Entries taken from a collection
————

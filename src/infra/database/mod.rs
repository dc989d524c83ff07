//! Database implementations.

pub mod postgres;

pub use postgres::{PostgresClient, PostgresConfig};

————

What you should do -> Using the data above, reproduce every line exactly.

Task result ->
filename src/infra/database/mod.rs
repository dc989d524c83ff07
//! Database implementations.

pub mod postgres;

pub use postgres::{PostgresClient, PostgresConfig};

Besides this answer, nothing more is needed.